* _Your goal_
Give the count of lines in the entries below that contain the string "false", and only that count.

* _Collected data_
──────
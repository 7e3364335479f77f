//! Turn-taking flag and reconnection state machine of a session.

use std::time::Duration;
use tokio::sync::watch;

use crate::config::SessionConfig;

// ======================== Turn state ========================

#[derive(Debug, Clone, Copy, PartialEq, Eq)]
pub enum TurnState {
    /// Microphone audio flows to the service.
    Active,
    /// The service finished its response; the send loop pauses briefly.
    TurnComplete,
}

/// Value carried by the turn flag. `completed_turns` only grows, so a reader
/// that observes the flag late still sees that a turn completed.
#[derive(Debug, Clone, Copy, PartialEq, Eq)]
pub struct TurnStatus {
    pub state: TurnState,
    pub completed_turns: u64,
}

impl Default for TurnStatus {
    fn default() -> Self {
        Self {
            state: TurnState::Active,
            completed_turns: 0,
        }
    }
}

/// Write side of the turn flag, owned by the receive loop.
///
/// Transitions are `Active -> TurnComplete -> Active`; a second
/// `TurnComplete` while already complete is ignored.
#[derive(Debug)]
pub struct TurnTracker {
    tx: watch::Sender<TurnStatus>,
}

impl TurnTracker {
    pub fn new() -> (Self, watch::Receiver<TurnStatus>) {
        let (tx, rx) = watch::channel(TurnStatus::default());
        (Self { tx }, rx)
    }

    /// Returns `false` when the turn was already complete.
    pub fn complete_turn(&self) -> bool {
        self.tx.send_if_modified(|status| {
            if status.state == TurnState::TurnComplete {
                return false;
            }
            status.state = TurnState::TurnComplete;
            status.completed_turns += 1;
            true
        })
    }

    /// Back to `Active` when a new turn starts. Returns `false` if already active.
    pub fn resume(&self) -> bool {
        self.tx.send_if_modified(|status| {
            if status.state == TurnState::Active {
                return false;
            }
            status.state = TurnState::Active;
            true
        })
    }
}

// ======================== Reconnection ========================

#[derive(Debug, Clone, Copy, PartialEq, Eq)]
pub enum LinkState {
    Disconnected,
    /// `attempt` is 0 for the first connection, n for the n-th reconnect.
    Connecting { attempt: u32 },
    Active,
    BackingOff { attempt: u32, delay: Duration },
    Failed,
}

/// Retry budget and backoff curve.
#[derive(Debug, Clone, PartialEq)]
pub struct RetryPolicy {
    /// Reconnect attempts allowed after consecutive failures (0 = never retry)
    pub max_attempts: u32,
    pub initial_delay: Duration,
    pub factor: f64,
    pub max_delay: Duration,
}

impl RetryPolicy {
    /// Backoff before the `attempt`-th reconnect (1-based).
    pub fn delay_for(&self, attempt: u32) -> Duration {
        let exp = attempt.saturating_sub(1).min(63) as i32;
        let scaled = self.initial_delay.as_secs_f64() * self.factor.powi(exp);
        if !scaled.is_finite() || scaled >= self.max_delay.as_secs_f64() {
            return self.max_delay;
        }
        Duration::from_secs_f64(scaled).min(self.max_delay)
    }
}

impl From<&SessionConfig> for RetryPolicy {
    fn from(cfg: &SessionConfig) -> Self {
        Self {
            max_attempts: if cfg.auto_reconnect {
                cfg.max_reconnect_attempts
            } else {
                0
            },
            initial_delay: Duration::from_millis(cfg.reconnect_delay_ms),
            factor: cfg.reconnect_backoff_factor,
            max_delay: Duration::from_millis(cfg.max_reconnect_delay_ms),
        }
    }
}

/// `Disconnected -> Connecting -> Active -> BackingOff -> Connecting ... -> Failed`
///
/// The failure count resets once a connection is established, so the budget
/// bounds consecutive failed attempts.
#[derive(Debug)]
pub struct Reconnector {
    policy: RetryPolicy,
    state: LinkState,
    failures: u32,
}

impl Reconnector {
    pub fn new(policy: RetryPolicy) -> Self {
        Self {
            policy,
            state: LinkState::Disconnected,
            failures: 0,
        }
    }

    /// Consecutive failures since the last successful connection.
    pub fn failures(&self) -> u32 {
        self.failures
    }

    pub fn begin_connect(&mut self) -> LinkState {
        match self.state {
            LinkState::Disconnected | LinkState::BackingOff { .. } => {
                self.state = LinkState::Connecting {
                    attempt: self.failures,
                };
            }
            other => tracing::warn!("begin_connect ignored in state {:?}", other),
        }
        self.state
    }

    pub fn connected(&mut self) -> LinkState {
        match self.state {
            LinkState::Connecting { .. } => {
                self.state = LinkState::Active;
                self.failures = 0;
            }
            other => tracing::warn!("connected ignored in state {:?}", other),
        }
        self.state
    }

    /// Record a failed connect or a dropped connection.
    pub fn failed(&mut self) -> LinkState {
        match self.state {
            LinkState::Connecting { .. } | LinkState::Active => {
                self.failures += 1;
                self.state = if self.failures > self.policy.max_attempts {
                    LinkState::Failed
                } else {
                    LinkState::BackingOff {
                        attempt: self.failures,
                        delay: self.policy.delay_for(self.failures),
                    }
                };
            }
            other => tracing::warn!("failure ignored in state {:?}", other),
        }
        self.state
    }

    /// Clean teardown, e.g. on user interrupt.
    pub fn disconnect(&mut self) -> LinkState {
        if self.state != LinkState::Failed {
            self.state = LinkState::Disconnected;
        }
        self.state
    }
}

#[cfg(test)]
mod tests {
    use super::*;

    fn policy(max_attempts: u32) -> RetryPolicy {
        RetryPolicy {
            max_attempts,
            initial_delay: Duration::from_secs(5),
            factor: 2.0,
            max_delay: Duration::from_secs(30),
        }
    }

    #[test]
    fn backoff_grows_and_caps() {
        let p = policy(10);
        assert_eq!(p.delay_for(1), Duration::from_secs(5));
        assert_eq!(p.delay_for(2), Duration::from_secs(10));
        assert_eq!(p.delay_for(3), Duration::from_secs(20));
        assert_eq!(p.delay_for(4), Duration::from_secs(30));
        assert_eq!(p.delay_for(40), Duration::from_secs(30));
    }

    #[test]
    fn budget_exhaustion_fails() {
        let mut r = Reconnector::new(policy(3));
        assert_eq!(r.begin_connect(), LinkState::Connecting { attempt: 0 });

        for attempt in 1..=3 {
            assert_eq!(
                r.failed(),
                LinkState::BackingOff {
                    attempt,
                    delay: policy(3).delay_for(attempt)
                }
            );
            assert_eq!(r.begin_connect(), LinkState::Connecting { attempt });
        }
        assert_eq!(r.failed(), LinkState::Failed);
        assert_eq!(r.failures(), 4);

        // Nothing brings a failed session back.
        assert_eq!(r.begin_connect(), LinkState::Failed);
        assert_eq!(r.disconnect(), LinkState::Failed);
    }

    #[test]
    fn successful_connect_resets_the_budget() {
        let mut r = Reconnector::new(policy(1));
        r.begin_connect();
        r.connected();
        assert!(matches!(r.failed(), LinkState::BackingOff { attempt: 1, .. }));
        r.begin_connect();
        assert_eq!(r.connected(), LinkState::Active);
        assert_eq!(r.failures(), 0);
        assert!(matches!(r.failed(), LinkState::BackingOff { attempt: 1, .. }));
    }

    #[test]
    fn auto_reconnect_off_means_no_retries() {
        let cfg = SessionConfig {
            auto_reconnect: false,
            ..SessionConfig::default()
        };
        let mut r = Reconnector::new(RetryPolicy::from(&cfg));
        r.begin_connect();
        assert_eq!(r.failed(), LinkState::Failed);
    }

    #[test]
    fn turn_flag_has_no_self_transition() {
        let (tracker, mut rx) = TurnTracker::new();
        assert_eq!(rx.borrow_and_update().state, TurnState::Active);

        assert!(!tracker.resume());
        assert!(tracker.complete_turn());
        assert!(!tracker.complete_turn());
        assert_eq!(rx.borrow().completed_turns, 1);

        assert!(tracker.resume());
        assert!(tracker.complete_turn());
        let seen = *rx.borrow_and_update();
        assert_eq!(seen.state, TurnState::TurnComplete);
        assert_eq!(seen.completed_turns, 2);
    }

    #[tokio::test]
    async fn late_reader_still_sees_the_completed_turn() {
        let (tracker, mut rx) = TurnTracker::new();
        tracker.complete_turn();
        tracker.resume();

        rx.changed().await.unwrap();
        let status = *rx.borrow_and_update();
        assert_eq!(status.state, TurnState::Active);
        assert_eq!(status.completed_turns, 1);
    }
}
──────
* _Output of the exercise_
5